Uncommon Ground

Microscale trait-environment associations in Protea

If you follow me (or Nora Mitchell) on Twitter, you saw several weeks ago that a publish before print version of our most recent paper appeared in the American Joiurnal of Botany. This morning I noticed that the full published version is available on the AJB website. Here’s the citation and abstract:

Mitchell, N., and K. E. Holsinger.  2019.  Microscale trait‐environment associations in two closely‐related South African shrubs. American Journal of Botany 106:211-222.  doi: 10.1002/ajb2.1234

Premise of the Study
Plant traits are often associated with the environments in which they occur, but these associations often differ across spatial and phylogenetic scales. Here we study the relationship between microenvironment, microgeographical location, and traits within populations using co‐occurring populations of two closely related evergreen shrubs in the genus Protea.
We measured a suite of functional traits on 147 plants along a single steep mountainside where both species occur, and we used data‐loggers and soil analyses to characterize the environment at 10 microsites spanning the elevational gradient.
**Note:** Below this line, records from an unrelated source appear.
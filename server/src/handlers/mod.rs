use axum::response::Response;
use serde::Serialize;

use crate::utils::response::success;

pub mod comments;
pub mod events;
pub mod ical;
pub mod roles;
pub mod signups;
pub mod slots;

#[derive(Serialize)]
struct HealthPayload {
    status: &'static str,
    service: &'static str,
}

pub async fn health_check() -> Response {
    let payload = HealthPayload {
        status: "ok",
        service: "helper-server",
    };

    success(payload, "Health check successful")
}
use chrono::{DateTime, Utc};
use serde::{Deserialize, Serialize};
use sqlx::FromRow;
use uuid::Uuid;

#[derive(Debug, Clone, PartialEq, Serialize, Deserialize, FromRow)]
#[serde(rename_all = "camelCase")]
pub struct Signup {
    pub id: Uuid,
    pub slot_id: Uuid,
    pub user_id: String,
    pub note: Option<String>,
    pub created_at: DateTime<Utc>,
    pub updated_at: DateTime<Utc>,
}

#[derive(Debug, Clone, Default, Deserialize)]
#[serde(rename_all = "camelCase")]
pub struct NewSignup {
    pub note: Option<String>,
}

/// Fields a volunteer may change on their own signup. Slot and user
/// identifiers are not patchable.
#[derive(Debug, Clone, Default, Deserialize)]
#[serde(rename_all = "camelCase")]
pub struct SignupPatch {
    /// `null` removes the note.
    #[serde(default, deserialize_with = "super::clearable")]
    pub note: Option<Option<String>>,
}

/// Outcome of the atomic check-and-insert performed when claiming a slot.
#[derive(Debug, Clone, PartialEq)]
pub enum Claim {
    Created(Signup),
    SlotMissing,
    AlreadySignedUp,
    SlotFull,
}

/// Why a slot refuses another signup.
#[derive(Debug, Clone, Copy, PartialEq, Eq)]
pub enum Refusal {
    AlreadySignedUp,
    SlotFull,
}

/// Admission rule for a new signup, evaluated while the slot is locked.
///
/// `already_signed_up` is checked before capacity so a volunteer retrying
/// on a full slot is told about their existing signup.
pub fn admit(needed_helpers: i32, taken: i64, already_signed_up: bool) -> Result<(), Refusal> {
    if already_signed_up {
        return Err(Refusal::AlreadySignedUp);
    }
    if taken >= i64::from(needed_helpers) {
        return Err(Refusal::SlotFull);
    }
    Ok(())
}

impl Signup {
    pub fn apply(&mut self, patch: SignupPatch, now: DateTime<Utc>) {
        if let Some(note) = patch.note {
            self.note = note;
        }
        self.updated_at = now;
    }
}
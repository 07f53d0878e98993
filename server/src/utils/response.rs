use axum::http::StatusCode;
use axum::response::{IntoResponse, Response};
use axum::Json;
use serde::Serialize;

/// Uniform body returned by every action endpoint.
#[derive(Serialize)]
pub struct ApiResponse<T>
where
    T: Serialize,
{
    pub success: bool,
    pub message: String,
    #[serde(skip_serializing_if = "Option::is_none")]
    pub data: Option<T>,
    #[serde(skip_serializing_if = "Option::is_none")]
    pub code: Option<String>,
}

pub fn success<T>(data: T, message: impl Into<String>) -> Response
where
    T: Serialize,
{
    let body = ApiResponse {
        success: true,
        message: message.into(),
        data: Some(data),
        code: None,
    };
    (StatusCode::OK, Json(body)).into_response()
}

pub fn created<T>(data: T, message: impl Into<String>) -> Response
where
    T: Serialize,
{
    let body = ApiResponse {
        success: true,
        message: message.into(),
        data: Some(data),
        code: None,
    };
    (StatusCode::CREATED, Json(body)).into_response()
}

pub fn empty_success(message: impl Into<String>) -> Response {
    let body: ApiResponse<()> = ApiResponse {
        success: true,
        message: message.into(),
        data: None,
        code: None,
    };
    (StatusCode::OK, Json(body)).into_response()
}

pub fn error(code: &str, message: impl Into<String>, status: StatusCode) -> Response {
    let body: ApiResponse<()> = ApiResponse {
        success: false,
        message: message.into(),
        data: None,
        code: Some(code.to_string()),
    };

    (status, Json(body)).into_response()
}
We used Bayesian path analyses to detect trait‐environment relationships in the field for each species. We used complementary data from greenhouse grown seedlings derived from wild collected seed to determine whether associations detected in the field are the result of genetic differentiation.
Key Results
Microenvironmental variables differed substantially across our study site. We found strong evidence for six trait‐environment associations, although these differed between species. We were unable to detect similar associations in greenhouse‐grown seedlings.
Several leaf traits were associated with temperature and soil variation in the field, but the inability to detect these in the greenhouse suggests that differences in the field are not the result of genetic differentiation.